*What is expected:* In the records that follow, find each line with "being" and pull it out.

[Source material — start]

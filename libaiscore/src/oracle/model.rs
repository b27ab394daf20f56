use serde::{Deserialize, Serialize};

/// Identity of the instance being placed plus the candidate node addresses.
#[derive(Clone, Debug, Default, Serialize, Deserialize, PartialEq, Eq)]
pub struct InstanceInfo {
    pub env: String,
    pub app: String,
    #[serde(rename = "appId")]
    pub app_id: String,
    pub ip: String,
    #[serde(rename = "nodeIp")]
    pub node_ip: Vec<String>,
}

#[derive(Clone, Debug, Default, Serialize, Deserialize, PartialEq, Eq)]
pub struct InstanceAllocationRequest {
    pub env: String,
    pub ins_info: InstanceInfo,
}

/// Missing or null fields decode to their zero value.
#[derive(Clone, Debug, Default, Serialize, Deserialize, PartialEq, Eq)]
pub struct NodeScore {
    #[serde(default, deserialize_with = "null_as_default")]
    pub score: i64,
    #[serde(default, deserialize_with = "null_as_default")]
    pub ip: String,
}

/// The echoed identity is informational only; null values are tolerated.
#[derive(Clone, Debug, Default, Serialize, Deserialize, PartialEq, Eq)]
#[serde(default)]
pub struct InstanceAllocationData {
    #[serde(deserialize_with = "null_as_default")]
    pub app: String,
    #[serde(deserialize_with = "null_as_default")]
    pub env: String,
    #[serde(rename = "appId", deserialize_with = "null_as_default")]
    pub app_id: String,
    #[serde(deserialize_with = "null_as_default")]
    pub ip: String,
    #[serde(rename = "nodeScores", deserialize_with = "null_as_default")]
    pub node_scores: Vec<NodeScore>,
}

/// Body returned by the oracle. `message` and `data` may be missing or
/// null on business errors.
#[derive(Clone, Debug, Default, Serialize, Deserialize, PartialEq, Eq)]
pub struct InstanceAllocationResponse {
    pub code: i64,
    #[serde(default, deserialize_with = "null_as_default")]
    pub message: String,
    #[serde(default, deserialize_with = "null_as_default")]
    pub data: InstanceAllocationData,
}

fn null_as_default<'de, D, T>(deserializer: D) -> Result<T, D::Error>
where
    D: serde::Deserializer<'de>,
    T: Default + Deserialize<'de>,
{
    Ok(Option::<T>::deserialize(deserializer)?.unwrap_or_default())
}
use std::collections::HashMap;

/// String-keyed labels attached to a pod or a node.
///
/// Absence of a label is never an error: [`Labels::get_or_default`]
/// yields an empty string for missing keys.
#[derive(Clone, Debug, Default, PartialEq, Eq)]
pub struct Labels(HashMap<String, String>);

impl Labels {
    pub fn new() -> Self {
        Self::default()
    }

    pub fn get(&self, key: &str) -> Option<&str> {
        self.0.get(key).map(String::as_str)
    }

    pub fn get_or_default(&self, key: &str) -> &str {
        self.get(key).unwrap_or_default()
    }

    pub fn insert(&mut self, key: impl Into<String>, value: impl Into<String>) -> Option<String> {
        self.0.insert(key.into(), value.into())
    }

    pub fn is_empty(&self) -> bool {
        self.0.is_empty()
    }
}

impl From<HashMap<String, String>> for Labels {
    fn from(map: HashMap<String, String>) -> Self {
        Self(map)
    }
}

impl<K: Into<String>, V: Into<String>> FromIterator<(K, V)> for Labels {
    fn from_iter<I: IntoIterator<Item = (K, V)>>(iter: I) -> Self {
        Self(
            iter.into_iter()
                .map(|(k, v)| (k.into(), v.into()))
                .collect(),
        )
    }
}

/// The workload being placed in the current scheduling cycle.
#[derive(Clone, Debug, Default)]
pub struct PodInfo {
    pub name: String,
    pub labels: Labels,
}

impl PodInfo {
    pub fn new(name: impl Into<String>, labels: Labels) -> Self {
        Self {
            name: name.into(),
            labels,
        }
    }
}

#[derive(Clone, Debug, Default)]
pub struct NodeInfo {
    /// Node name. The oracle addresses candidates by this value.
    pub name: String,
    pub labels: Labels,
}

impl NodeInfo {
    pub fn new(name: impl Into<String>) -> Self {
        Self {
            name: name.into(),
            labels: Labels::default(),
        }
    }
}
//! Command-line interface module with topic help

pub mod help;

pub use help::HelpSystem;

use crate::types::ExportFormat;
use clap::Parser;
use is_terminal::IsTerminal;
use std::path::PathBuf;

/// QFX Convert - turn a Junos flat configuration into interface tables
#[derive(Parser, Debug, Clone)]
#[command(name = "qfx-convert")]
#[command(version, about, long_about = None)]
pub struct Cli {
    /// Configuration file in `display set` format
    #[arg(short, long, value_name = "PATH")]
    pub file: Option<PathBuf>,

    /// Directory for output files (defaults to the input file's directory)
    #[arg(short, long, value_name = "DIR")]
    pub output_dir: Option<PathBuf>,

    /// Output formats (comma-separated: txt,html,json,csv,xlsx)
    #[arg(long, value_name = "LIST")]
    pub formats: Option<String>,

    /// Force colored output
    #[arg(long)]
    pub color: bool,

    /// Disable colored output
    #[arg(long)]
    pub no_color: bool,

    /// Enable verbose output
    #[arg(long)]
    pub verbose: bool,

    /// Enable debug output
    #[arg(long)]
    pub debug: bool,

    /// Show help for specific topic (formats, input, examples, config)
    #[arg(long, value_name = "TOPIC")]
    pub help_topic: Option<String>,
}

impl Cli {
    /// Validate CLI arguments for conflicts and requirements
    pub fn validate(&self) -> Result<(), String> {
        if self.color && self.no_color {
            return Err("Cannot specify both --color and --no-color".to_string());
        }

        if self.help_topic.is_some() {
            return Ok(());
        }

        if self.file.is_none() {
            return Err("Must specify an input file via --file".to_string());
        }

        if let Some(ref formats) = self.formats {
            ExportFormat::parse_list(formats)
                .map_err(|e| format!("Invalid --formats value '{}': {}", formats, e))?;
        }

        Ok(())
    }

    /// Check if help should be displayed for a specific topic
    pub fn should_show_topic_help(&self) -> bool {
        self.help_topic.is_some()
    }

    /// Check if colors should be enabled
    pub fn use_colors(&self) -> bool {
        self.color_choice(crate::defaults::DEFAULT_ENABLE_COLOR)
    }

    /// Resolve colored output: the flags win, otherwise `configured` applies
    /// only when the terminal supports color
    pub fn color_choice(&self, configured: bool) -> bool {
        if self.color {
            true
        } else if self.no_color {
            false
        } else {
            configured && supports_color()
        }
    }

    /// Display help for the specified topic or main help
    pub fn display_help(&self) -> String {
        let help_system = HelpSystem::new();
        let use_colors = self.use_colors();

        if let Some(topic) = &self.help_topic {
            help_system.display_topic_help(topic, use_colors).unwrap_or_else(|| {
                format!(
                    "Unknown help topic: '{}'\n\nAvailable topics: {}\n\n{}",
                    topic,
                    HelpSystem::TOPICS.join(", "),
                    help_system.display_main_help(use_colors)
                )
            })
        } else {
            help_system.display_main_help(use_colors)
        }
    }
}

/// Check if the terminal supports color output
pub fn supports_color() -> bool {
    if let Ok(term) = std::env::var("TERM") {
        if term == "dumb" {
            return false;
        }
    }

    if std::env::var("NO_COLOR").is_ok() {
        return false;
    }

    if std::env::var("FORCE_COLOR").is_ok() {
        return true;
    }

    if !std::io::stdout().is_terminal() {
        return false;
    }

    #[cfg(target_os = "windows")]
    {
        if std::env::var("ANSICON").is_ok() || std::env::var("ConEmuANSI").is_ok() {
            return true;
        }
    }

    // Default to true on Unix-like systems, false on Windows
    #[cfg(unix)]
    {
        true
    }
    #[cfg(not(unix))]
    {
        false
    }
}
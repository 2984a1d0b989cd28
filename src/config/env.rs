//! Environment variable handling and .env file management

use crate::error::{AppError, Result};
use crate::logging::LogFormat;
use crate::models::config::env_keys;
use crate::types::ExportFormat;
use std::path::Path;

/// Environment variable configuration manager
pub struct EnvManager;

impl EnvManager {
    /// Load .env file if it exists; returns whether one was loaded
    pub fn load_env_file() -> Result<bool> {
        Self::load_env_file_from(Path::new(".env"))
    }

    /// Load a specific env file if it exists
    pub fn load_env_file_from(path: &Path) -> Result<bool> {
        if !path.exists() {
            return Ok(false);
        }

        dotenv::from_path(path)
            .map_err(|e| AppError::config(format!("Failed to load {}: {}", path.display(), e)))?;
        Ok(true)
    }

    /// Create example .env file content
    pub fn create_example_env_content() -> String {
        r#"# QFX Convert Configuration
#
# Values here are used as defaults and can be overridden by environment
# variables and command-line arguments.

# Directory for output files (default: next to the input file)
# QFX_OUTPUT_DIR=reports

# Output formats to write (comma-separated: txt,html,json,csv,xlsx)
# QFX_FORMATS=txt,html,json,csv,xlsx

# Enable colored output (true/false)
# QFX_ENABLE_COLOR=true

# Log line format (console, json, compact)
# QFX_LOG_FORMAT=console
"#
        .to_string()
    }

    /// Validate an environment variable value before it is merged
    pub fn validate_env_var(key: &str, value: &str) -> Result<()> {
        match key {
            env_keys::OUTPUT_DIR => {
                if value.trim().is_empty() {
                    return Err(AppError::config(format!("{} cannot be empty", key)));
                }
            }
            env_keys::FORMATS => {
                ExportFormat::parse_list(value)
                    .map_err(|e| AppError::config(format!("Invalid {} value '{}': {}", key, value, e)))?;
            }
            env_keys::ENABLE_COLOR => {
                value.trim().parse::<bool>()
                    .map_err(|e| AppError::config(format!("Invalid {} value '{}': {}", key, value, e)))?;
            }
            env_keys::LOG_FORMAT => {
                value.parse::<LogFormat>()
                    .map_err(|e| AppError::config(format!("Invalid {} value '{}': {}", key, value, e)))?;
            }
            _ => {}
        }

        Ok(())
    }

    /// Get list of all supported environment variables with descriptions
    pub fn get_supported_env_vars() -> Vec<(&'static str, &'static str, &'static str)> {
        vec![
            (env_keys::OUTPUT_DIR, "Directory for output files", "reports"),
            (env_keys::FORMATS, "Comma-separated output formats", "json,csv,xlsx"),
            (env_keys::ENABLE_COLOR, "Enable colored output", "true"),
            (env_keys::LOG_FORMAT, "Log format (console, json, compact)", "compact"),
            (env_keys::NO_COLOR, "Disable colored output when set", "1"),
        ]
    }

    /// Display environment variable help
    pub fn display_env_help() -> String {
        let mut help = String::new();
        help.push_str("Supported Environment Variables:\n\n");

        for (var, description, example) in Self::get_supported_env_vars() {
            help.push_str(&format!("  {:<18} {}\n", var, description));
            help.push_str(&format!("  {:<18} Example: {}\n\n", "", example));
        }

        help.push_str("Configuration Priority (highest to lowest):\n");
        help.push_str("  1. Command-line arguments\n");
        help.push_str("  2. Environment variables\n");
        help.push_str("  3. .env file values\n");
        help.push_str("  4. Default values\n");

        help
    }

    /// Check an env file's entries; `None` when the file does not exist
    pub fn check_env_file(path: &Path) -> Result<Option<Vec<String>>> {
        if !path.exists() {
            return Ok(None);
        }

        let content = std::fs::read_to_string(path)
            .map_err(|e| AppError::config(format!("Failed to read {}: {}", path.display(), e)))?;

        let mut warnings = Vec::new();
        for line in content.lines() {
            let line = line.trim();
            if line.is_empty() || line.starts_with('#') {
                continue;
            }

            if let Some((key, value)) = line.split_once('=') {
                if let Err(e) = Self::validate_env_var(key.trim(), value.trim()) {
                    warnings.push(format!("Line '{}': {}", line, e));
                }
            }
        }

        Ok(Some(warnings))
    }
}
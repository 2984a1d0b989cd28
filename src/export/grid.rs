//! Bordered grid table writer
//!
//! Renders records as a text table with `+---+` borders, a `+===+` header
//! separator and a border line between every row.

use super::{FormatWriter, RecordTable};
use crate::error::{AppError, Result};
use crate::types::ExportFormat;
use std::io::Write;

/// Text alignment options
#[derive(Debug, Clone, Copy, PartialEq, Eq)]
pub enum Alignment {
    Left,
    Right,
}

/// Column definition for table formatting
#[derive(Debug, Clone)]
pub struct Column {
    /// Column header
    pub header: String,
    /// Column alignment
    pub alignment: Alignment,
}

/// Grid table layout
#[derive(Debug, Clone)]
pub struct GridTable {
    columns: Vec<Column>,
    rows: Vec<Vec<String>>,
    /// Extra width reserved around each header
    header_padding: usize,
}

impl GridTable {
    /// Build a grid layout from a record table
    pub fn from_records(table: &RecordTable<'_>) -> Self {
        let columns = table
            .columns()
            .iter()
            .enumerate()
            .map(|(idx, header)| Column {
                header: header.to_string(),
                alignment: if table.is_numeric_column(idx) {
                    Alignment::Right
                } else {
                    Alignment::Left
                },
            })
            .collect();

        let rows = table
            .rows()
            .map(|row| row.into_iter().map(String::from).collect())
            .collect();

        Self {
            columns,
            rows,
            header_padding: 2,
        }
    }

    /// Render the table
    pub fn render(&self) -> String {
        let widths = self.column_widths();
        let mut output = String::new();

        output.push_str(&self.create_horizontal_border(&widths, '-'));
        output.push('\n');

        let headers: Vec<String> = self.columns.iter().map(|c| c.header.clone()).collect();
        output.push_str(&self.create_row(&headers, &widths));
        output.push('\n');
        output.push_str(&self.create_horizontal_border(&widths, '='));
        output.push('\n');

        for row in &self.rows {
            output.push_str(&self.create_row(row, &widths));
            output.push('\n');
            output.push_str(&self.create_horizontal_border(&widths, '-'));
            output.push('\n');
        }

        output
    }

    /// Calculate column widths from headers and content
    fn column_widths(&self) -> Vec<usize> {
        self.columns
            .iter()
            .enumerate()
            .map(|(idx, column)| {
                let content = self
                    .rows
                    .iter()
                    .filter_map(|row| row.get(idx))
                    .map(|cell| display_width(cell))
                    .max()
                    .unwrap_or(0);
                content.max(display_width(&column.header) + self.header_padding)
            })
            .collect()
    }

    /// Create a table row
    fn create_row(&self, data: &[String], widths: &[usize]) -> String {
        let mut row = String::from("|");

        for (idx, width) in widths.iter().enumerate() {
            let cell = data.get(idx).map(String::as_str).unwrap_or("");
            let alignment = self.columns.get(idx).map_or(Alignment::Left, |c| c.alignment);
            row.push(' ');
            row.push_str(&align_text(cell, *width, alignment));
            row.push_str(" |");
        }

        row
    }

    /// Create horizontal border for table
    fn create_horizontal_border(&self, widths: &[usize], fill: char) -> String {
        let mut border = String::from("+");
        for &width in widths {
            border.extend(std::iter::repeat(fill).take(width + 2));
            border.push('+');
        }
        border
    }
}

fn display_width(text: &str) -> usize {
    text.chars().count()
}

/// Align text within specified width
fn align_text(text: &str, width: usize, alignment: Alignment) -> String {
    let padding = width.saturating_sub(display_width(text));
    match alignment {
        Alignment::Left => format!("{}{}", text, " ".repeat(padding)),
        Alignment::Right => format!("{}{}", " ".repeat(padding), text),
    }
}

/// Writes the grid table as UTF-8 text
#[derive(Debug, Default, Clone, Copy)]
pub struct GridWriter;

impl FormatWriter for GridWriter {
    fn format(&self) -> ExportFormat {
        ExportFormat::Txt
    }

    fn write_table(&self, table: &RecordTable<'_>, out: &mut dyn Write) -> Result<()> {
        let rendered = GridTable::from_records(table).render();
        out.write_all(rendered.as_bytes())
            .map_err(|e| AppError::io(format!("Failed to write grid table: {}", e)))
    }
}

[Source material — finish]

*Answer space:*
/// Identity of the instance being placed plus the candidate node addresses.
/// The workload being placed in the current scheduling cycle.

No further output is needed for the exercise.